Work to be completed. Repeat the listing below in full, exactly.

++++ Dataset excerpts

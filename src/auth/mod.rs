mod helpers;
mod middleware;
mod token;

pub use middleware::{AuthError, RequestScope, RequireUser};
pub use token::{TokenGenerator, issue_token, parse_token};
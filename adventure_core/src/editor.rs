//! Line editor abstraction for the game loop.
//!
//! The loop reads through the [`LineEditor`] trait so it can run on a real
//! terminal with rustyline or on a scripted list of lines in tests.

use rustyline::error::ReadlineError;
use rustyline::DefaultEditor;
use std::collections::VecDeque;

use crate::error::TerminalError;

/// Result of reading a line from the editor.
#[derive(Debug, Clone, PartialEq, Eq)]
pub enum ReadResult {
    /// A line was successfully read.
    Line(String),
    /// User pressed Ctrl+C.
    Interrupted,
    /// User pressed Ctrl+D, or input ran out.
    Eof,
}

/// Abstraction over line input.
pub trait LineEditor {
    /// Read a line with the given prompt.
    fn read_line(&mut self, prompt: &str) -> Result<ReadResult, TerminalError>;

    /// Add a line to history.
    fn add_history(&mut self, line: &str);
}

/// Line editor implementation using rustyline.
pub struct RustylineEditor {
    editor: DefaultEditor,
}

impl RustylineEditor {
    /// Creates a new rustyline-based editor.
    pub fn new() -> Result<Self, TerminalError> {
        Ok(Self {
            editor: DefaultEditor::new()?,
        })
    }
}

impl LineEditor for RustylineEditor {
    fn read_line(&mut self, prompt: &str) -> Result<ReadResult, TerminalError> {
        match self.editor.readline(prompt) {
            Ok(line) => Ok(ReadResult::Line(line)),
            Err(ReadlineError::Interrupted) => Ok(ReadResult::Interrupted),
            Err(ReadlineError::Eof) => Ok(ReadResult::Eof),
            Err(e) => Err(e.into()),
        }
    }

    fn add_history(&mut self, line: &str) {
        let _ = self.editor.add_history_entry(line);
    }
}

/// Replays a fixed list of lines, then reports end of input.
#[derive(Debug, Clone, Default)]
pub struct ScriptedEditor {
    lines: VecDeque<ReadResult>,
    prompts: Vec<String>,
    history: Vec<String>,
}

impl ScriptedEditor {
    pub fn new<I, S>(lines: I) -> Self
    where
        I: IntoIterator<Item = S>,
        S: Into<String>,
    {
        Self {
            lines: lines
                .into_iter()
                .map(|line| ReadResult::Line(line.into()))
                .collect(),
            ..Default::default()
        }
    }

    /// Queue a Ctrl+C after the lines given so far.
    pub fn then_interrupt(mut self) -> Self {
        self.lines.push_back(ReadResult::Interrupted);
        self
    }

    /// Every prompt the loop has read with, in order.
    pub fn prompts(&self) -> &[String] {
        &self.prompts
    }

    pub fn history(&self) -> &[String] {
        &self.history
    }
}

impl LineEditor for ScriptedEditor {
    fn read_line(&mut self, prompt: &str) -> Result<ReadResult, TerminalError> {
        self.prompts.push(prompt.to_string());
        Ok(self.lines.pop_front().unwrap_or(ReadResult::Eof))
    }

    fn add_history(&mut self, line: &str) {
        self.history.push(line.to_string());
    }
}
//! Player state.

use adventure_world::{Inventory, LocationId};
use serde::{Deserialize, Serialize};

/// Where the player stands and what they carry.
#[derive(Debug, Clone, Default, PartialEq, Eq, Serialize, Deserialize)]
pub struct PlayerState {
    /// Always a valid index into the session's world.
    pub location: LocationId,
    pub inventory: Inventory,
}

impl PlayerState {
    /// A player at the starting location with empty hands.
    pub fn new() -> Self {
        Self {
            location: LocationId::START,
            inventory: Inventory::new(),
        }
    }
}
//! The player's inventory container.

use serde::{Deserialize, Serialize};

/// Item names held by the player, in acquisition order.
///
/// Names are not unique: picking up two items called "sword" yields two entries.
#[derive(Debug, Clone, Default, PartialEq, Eq, Serialize, Deserialize)]
#[serde(transparent)]
pub struct Inventory {
    items: Vec<String>,
}

impl Inventory {
    /// Create an empty inventory.
    pub fn new() -> Self {
        Self::default()
    }

    /// Check whether an item with exactly this name is held.
    pub fn contains(&self, name: &str) -> bool {
        self.items.iter().any(|item| item == name)
    }

    /// Append an item.
    pub fn push(&mut self, name: impl Into<String>) {
        self.items.push(name.into());
    }

    /// Remove the first item with exactly this name.
    ///
    /// Returns `false` if nothing was removed.
    pub fn remove(&mut self, name: &str) -> bool {
        match self.items.iter().position(|item| item == name) {
            Some(index) => {
                self.items.remove(index);
                true
            }
            None => false,
        }
    }

    pub fn is_empty(&self) -> bool {
        self.items.is_empty()
    }

    pub fn len(&self) -> usize {
        self.items.len()
    }

    pub fn iter(&self) -> impl Iterator<Item = &str> {
        self.items.iter().map(String::as_str)
    }

    pub fn as_slice(&self) -> &[String] {
        &self.items
    }
}

impl<S: Into<String>> FromIterator<S> for Inventory {
    fn from_iter<I: IntoIterator<Item = S>>(iter: I) -> Self {
        Self {
            items: iter.into_iter().map(Into::into).collect(),
        }
    }
}

#[cfg(test)]
mod tests {
    use super::*;

    #[test]
    fn test_duplicates_are_kept() {
        let mut inventory = Inventory::new();
        inventory.push("sword");
        inventory.push("sword");

        assert_eq!(inventory.len(), 2);
        assert!(inventory.remove("sword"));
        assert_eq!(inventory.as_slice(), ["sword".to_string()]);
    }

    #[test]
    fn test_remove_missing() {
        let mut inventory: Inventory = ["map"].into_iter().collect();
        assert!(!inventory.remove("Map"));
        assert!(!inventory.remove("compass"));
        assert_eq!(inventory.len(), 1);
    }

    #[test]
    fn test_acquisition_order() {
        let inventory: Inventory = ["map", "apple", "key"].into_iter().collect();
        let names: Vec<_> = inventory.iter().collect();
        assert_eq!(names, vec!["map", "apple", "key"]);
    }
}
//! # Adventure Core
//!
//! The command interpreter and game state machine of the Grand Line
//! adventure. It sits on top of `adventure_world`, turns player input into
//! [`Command`]s, and executes them against the world and the player state.
//!
//! ## Core Components
//!
//! - **command**: input normalization, the abbreviation table and the single parse step
//! - **session**: the game state machine (awaiting a command or a clarification)
//! - **game_loop**: drives a [`LineEditor`] and prints each [`Response`]
//!
//! The session never touches stdin or stdout itself, so every rule can be
//! exercised by feeding it lines and inspecting the responses.

pub mod command;
pub mod config;
pub mod editor;
pub mod error;
pub mod events;
pub mod game_loop;
pub mod logutil;
pub mod player;
pub mod session;

pub use command::*;
pub use config::*;
pub use editor::*;
pub use error::*;
pub use events::*;
pub use game_loop::*;
pub use player::*;
pub use session::*;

++++++++

Task output.
filename src/auth/mod.rs
mod helpers;
mod middleware;
mod token;

pub use middleware::{AuthError, RequestScope, RequireUser};
pub use token::{TokenGenerator, issue_token, parse_token};
filename adventure_core/src/editor.rs
//! Line editor abstraction for the game loop.
//!
//! The loop reads through the [`LineEditor`] trait so it can run on a real
//! terminal with rustyline or on a scripted list of lines in tests.

use rustyline::error::ReadlineError;
use rustyline::DefaultEditor;
use std::collections::VecDeque;

use crate::error::TerminalError;

/// Result of reading a line from the editor.
#[derive(Debug, Clone, PartialEq, Eq)]
pub enum ReadResult {
    /// A line was successfully read.
    Line(String),
    /// User pressed Ctrl+C.
    Interrupted,
    /// User pressed Ctrl+D, or input ran out.
    Eof,
}

/// Abstraction over line input.
pub trait LineEditor {
    /// Read a line with the given prompt.
    fn read_line(&mut self, prompt: &str) -> Result<ReadResult, TerminalError>;

    /// Add a line to history.
    fn add_history(&mut self, line: &str);
}

/// Line editor implementation using rustyline.
pub struct RustylineEditor {
    editor: DefaultEditor,
}

impl RustylineEditor {
    /// Creates a new rustyline-based editor.
    pub fn new() -> Result<Self, TerminalError> {
        Ok(Self {
            editor: DefaultEditor::new()?,
        })
    }
}

impl LineEditor for RustylineEditor {
    fn read_line(&mut self, prompt: &str) -> Result<ReadResult, TerminalError> {
        match self.editor.readline(prompt) {
            Ok(line) => Ok(ReadResult::Line(line)),
            Err(ReadlineError::Interrupted) => Ok(ReadResult::Interrupted),
            Err(ReadlineError::Eof) => Ok(ReadResult::Eof),
            Err(e) => Err(e.into()),
        }
    }

    fn add_history(&mut self, line: &str) {
        let _ = self.editor.add_history_entry(line);
    }
}

/// Replays a fixed list of lines, then reports end of input.
#[derive(Debug, Clone, Default)]
pub struct ScriptedEditor {
    lines: VecDeque<ReadResult>,
    prompts: Vec<String>,
    history: Vec<String>,
}

impl ScriptedEditor {
    pub fn new<I, S>(lines: I) -> Self
    where
        I: IntoIterator<Item = S>,
        S: Into<String>,
    {
        Self {
            lines: lines
                .into_iter()
                .map(|line| ReadResult::Line(line.into()))
                .collect(),
            ..Default::default()
        }
    }

    /// Queue a Ctrl+C after the lines given so far.
    pub fn then_interrupt(mut self) -> Self {
        self.lines.push_back(ReadResult::Interrupted);
        self
    }

    /// Every prompt the loop has read with, in order.
    pub fn prompts(&self) -> &[String] {
        &self.prompts
    }

    pub fn history(&self) -> &[String] {
        &self.history
    }
}

impl LineEditor for ScriptedEditor {
    fn read_line(&mut self, prompt: &str) -> Result<ReadResult, TerminalError> {
        self.prompts.push(prompt.to_string());
        Ok(self.lines.pop_front().unwrap_or(ReadResult::Eof))
    }

    fn add_history(&mut self, line: &str) {
        self.history.push(line.to_string());
    }
}
//! Player state.

use adventure_world::{Inventory, LocationId};
use serde::{Deserialize, Serialize};

/// Where the player stands and what they carry.
#[derive(Debug, Clone, Default, PartialEq, Eq, Serialize, Deserialize)]
pub struct PlayerState {
    /// Always a valid index into the session's world.
    pub location: LocationId,
    pub inventory: Inventory,
}

impl PlayerState {
    /// A player at the starting location with empty hands.
    pub fn new() -> Self {
        Self {
            location: LocationId::START,
            inventory: Inventory::new(),
        }
    }
}
//! The player's inventory container.

use serde::{Deserialize, Serialize};

/// Item names held by the player, in acquisition order.
///
/// Names are not unique: picking up two items called "sword" yields two entries.
#[derive(Debug, Clone, Default, PartialEq, Eq, Serialize, Deserialize)]
#[serde(transparent)]
pub struct Inventory {
    items: Vec<String>,
}

impl Inventory {
    /// Create an empty inventory.
    pub fn new() -> Self {
        Self::default()
    }

    /// Check whether an item with exactly this name is held.
    pub fn contains(&self, name: &str) -> bool {
        self.items.iter().any(|item| item == name)
    }

    /// Append an item.
    pub fn push(&mut self, name: impl Into<String>) {
        self.items.push(name.into());
    }

    /// Remove the first item with exactly this name.
    ///
    /// Returns `false` if nothing was removed.
    pub fn remove(&mut self, name: &str) -> bool {
        match self.items.iter().position(|item| item == name) {
            Some(index) => {
                self.items.remove(index);
                true
            }
            None => false,
        }
    }

    pub fn is_empty(&self) -> bool {
        self.items.is_empty()
    }

    pub fn len(&self) -> usize {
        self.items.len()
    }

    pub fn iter(&self) -> impl Iterator<Item = &str> {
        self.items.iter().map(String::as_str)
    }

    pub fn as_slice(&self) -> &[String] {
        &self.items
    }
}

impl<S: Into<String>> FromIterator<S> for Inventory {
    fn from_iter<I: IntoIterator<Item = S>>(iter: I) -> Self {
        Self {
            items: iter.into_iter().map(Into::into).collect(),
        }
    }
}

#[cfg(test)]
mod tests {
    use super::*;

    #[test]
    fn test_duplicates_are_kept() {
        let mut inventory = Inventory::new();
        inventory.push("sword");
        inventory.push("sword");

        assert_eq!(inventory.len(), 2);
        assert!(inventory.remove("sword"));
        assert_eq!(inventory.as_slice(), ["sword".to_string()]);
    }

    #[test]
    fn test_remove_missing() {
        let mut inventory: Inventory = ["map"].into_iter().collect();
        assert!(!inventory.remove("Map"));
        assert!(!inventory.remove("compass"));
        assert_eq!(inventory.len(), 1);
    }

    #[test]
    fn test_acquisition_order() {
        let inventory: Inventory = ["map", "apple", "key"].into_iter().collect();
        let names: Vec<_> = inventory.iter().collect();
        assert_eq!(names, vec!["map", "apple", "key"]);
    }
}
//! # Adventure Core
//!
//! The command interpreter and game state machine of the Grand Line
//! adventure. It sits on top of `adventure_world`, turns player input into
//! [`Command`]s, and executes them against the world and the player state.
//!
//! ## Core Components
//!
//! - **command**: input normalization, the abbreviation table and the single parse step
//! - **session**: the game state machine (awaiting a command or a clarification)
//! - **game_loop**: drives a [`LineEditor`] and prints each [`Response`]
//!
//! The session never touches stdin or stdout itself, so every rule can be
//! exercised by feeding it lines and inspecting the responses.

pub mod command;
pub mod config;
pub mod editor;
pub mod error;
pub mod events;
pub mod game_loop;
pub mod logutil;
pub mod player;
pub mod session;

pub use command::*;
pub use config::*;
pub use editor::*;
pub use error::*;
pub use events::*;
pub use game_loop::*;
pub use player::*;
pub use session::*;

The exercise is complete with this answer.